In the autumn of 1911 he went to Russia and enrolled at the Saint Petersburg Conservatory where he studied under Alexander Glazunov, Maximilian Steinberg and Nikolai Tcherepnin. After graduating Collingwood returned to England in 1918 to begin military service but went back to Russia and worked for some years as assistant conductor to Albert Coates at the Saint Petersburg Opera. He also conducted at the Mariinsky Theatre. He also served as interpreter for Winston Churchill's expedition in support of White Russian forces in Northern Russia (1918-1919).

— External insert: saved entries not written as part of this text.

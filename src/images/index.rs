//! Index of candidate cover images keyed by slugified basename.

use std::collections::BTreeMap;
use std::path::{Path, PathBuf};

use walkdir::WalkDir;

use crate::article::slugify;

/// Image extensions picked up when none are configured
pub const DEFAULT_EXTENSIONS: &[&str] = &["png"];

/// Mapping from slugified image basename to candidate paths.
///
/// Keys iterate in lexicographic order. Each path list is ordered by
/// filename length, shortest first, so the first path is the preferred one.
#[derive(Debug, Clone, Default)]
pub struct ImageIndex {
    entries: BTreeMap<String, Vec<PathBuf>>,
}

impl ImageIndex {
    /// Create an empty index
    pub fn new() -> Self {
        Self::default()
    }

    /// Recursively scan `root` for files with one of `extensions` (case-insensitive).
    ///
    /// A missing root yields an empty index; callers decide whether that is fatal.
    pub fn build(root: &Path, extensions: &[impl AsRef<str>]) -> Self {
        let mut index = Self::new();

        if !root.is_dir() {
            tracing::debug!("Image directory {} does not exist", root.display());
            return index;
        }

        for entry in WalkDir::new(root)
            .sort_by_file_name()
            .into_iter()
            .filter_map(|entry| match entry {
                Ok(entry) => Some(entry),
                Err(e) => {
                    tracing::warn!("Skipping unreadable entry under {}: {}", root.display(), e);
                    None
                }
            })
            .filter(|e| e.file_type().is_file())
        {
            if has_extension(entry.path(), extensions) {
                index.insert(entry.into_path());
            }
        }

        index.sort_candidates();
        index
    }

    /// Add a path under the slug of its file stem
    pub fn insert(&mut self, path: PathBuf) {
        let stem = path
            .file_stem()
            .map(|s| s.to_string_lossy().into_owned())
            .unwrap_or_default();

        self.entries.entry(slugify(&stem)).or_default().push(path);
    }

    /// Order every candidate list shortest filename first (stable)
    pub fn sort_candidates(&mut self) {
        for paths in self.entries.values_mut() {
            paths.sort_by_key(|p| file_name_len(p));
        }
    }

    /// Candidates for an exact key
    pub fn get(&self, key: &str) -> Option<&[PathBuf]> {
        self.entries.get(key).map(Vec::as_slice)
    }

    /// Stored key and candidates for an exact key
    pub fn get_entry(&self, key: &str) -> Option<(&str, &[PathBuf])> {
        self.entries
            .get_key_value(key)
            .map(|(key, paths)| (key.as_str(), paths.as_slice()))
    }

    /// Keys with their candidates, in key order
    pub fn iter(&self) -> impl Iterator<Item = (&str, &[PathBuf])> {
        self.entries
            .iter()
            .map(|(key, paths)| (key.as_str(), paths.as_slice()))
    }

    /// Every indexed path, flattened in key order
    pub fn pool(&self) -> Vec<&Path> {
        self.entries
            .values()
            .flat_map(|paths| paths.iter().map(PathBuf::as_path))
            .collect()
    }

    /// Number of distinct keys
    pub fn len(&self) -> usize {
        self.entries.len()
    }

    pub fn is_empty(&self) -> bool {
        self.entries.is_empty()
    }

    /// Total number of indexed files
    pub fn file_count(&self) -> usize {
        self.entries.values().map(Vec::len).sum()
    }
}

fn has_extension(path: &Path, extensions: &[impl AsRef<str>]) -> bool {
    let Some(ext) = path.extension().and_then(|e| e.to_str()) else {
        return false;
    };
    extensions
        .iter()
        .any(|allowed| allowed.as_ref().trim_start_matches('.').eq_ignore_ascii_case(ext))
}

fn file_name_len(path: &Path) -> usize {
    path.file_name()
        .map(|n| n.to_string_lossy().chars().count())
        .unwrap_or(0)
}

His two piano sonatas, which show the influence of Alexander Scriabin, were published in Saint Petersburg.

In England, he built his reputation at first as a composer: his Symphonic Poem (1918) was presented by the Royal College of Music; he himself conducted its professional premiere at the Queen's Hall in 1922, and the work was later published. In 1920 Lilian Baylis appointed Collingwood as the chorus master for her opera company at the Old Vic in London. Despite the poor conditions he preserved and made a significant contribution to the improved musical standards at the company. He conducted opera at the Old Vic and Sadler's Wells Theatre, becoming principal conductor at Sadler's Wells in 1931. His steady hand did much to establish Sadler's Wells as a viable alternative to Covent Garden. He gave early British performances of operas by Mussorgsky and Rimsky-Korsakov. His own first opera, Macbeth, was presented there under his own direction on 12 April 1934, with Joan Cross singing Lady Macbeth. Music from the opera had already been played in the Queen's Hall on 10 November 1927 and it would be revived in Hammersmith in 1970. A recording of excerpts from Collingwood conducting Lohengrin during his Sadler's Wells years survives, with Henry Wendon in the title role, plus Joan Cross and Constance Willis, offering an example his work at the time.